━━━ Source records ━━━

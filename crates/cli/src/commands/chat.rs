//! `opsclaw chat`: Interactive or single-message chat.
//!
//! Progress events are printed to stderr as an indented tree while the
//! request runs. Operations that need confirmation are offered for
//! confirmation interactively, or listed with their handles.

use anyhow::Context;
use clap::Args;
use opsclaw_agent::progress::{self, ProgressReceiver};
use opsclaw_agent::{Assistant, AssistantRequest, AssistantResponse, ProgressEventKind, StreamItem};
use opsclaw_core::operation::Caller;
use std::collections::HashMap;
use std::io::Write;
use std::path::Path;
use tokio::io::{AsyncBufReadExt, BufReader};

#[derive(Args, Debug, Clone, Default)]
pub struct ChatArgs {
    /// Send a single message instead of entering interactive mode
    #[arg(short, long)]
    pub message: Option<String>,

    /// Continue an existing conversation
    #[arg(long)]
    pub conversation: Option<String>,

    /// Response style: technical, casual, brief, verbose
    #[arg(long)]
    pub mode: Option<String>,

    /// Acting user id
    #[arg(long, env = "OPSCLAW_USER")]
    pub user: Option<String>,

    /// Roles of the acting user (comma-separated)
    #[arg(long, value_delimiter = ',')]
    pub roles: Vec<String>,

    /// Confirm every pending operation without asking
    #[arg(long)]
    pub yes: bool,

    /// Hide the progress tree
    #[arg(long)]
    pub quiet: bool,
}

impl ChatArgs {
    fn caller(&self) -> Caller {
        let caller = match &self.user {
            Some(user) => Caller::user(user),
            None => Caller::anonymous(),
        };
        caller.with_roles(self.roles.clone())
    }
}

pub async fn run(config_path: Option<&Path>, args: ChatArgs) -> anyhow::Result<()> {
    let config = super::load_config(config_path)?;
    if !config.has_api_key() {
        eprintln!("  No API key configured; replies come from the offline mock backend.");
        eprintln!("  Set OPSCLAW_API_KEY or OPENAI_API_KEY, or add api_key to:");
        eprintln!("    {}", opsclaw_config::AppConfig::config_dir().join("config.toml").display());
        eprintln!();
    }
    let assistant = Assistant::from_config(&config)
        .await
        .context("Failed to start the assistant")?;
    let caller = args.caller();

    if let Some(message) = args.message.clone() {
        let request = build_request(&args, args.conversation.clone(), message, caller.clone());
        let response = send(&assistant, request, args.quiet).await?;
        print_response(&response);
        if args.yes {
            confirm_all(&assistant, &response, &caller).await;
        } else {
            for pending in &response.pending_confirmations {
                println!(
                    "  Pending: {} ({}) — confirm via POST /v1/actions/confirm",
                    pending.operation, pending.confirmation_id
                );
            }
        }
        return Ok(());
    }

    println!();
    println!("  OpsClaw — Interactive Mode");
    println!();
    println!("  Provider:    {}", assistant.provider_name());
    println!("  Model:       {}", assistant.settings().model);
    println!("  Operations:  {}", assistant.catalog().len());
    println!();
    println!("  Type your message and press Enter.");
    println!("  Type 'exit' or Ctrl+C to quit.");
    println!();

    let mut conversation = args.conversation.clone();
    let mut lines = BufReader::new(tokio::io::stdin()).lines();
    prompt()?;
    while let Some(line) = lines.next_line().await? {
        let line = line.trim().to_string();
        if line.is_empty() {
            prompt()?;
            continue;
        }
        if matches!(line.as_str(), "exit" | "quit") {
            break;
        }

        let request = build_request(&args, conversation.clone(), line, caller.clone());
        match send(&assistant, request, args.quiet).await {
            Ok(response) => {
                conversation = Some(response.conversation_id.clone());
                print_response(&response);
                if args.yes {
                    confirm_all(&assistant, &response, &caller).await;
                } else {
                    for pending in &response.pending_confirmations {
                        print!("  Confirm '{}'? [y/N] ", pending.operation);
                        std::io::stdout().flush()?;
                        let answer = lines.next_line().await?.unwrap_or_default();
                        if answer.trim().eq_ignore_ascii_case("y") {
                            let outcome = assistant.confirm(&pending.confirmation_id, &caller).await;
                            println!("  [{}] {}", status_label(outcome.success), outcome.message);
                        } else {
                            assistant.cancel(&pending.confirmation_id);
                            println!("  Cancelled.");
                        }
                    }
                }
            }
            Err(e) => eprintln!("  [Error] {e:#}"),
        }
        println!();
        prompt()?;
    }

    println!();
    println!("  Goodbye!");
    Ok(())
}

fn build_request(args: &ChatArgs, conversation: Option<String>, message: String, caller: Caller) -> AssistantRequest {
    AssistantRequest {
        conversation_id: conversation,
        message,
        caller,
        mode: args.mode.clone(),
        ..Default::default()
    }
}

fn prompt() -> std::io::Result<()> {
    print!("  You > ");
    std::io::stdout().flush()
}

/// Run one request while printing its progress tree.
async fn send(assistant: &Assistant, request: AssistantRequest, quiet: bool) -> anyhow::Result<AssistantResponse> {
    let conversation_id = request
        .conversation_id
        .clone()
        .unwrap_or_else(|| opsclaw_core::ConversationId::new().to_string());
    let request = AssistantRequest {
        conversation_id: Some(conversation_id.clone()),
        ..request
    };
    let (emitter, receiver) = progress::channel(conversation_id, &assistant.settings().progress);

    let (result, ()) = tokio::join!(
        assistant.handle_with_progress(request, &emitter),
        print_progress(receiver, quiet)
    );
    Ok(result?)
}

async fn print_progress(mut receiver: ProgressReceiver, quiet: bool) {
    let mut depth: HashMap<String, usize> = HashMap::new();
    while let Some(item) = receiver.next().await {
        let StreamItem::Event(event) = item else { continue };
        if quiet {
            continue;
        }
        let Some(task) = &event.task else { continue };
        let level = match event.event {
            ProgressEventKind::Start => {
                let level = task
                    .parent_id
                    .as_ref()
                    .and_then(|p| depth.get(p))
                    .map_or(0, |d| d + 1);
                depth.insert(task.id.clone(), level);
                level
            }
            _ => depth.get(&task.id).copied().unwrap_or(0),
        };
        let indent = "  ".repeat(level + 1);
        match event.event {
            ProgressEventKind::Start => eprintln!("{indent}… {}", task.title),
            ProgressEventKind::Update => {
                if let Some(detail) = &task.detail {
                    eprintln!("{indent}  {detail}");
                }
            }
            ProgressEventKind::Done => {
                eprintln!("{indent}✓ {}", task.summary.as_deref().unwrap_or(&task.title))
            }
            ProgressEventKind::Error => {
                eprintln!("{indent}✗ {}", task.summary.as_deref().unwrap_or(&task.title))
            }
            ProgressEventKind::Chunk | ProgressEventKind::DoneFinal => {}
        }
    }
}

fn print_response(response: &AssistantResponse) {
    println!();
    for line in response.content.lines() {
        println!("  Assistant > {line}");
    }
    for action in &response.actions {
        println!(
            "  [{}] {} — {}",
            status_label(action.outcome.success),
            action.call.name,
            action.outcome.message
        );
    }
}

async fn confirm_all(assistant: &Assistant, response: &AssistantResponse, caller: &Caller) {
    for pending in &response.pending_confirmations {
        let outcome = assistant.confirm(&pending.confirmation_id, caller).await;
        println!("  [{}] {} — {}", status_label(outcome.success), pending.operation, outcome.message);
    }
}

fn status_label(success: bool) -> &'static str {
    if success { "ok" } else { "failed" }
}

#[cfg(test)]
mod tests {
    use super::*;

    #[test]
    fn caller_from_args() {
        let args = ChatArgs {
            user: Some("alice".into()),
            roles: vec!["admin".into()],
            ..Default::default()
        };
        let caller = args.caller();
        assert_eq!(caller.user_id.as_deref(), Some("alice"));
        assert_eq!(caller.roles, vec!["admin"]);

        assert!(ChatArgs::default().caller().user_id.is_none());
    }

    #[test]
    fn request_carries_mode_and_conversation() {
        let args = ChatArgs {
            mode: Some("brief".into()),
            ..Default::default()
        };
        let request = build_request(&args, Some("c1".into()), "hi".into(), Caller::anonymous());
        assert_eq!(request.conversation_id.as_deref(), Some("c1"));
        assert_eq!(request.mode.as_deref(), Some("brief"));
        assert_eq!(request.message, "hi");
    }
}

━━━

## Requirement
Search the data above for the word "brief". Copy each line it is in.

## Output below
    /// Response style: technical, casual, brief, verbose
            mode: Some("brief".into()),
        assert_eq!(request.mode.as_deref(), Some("brief"));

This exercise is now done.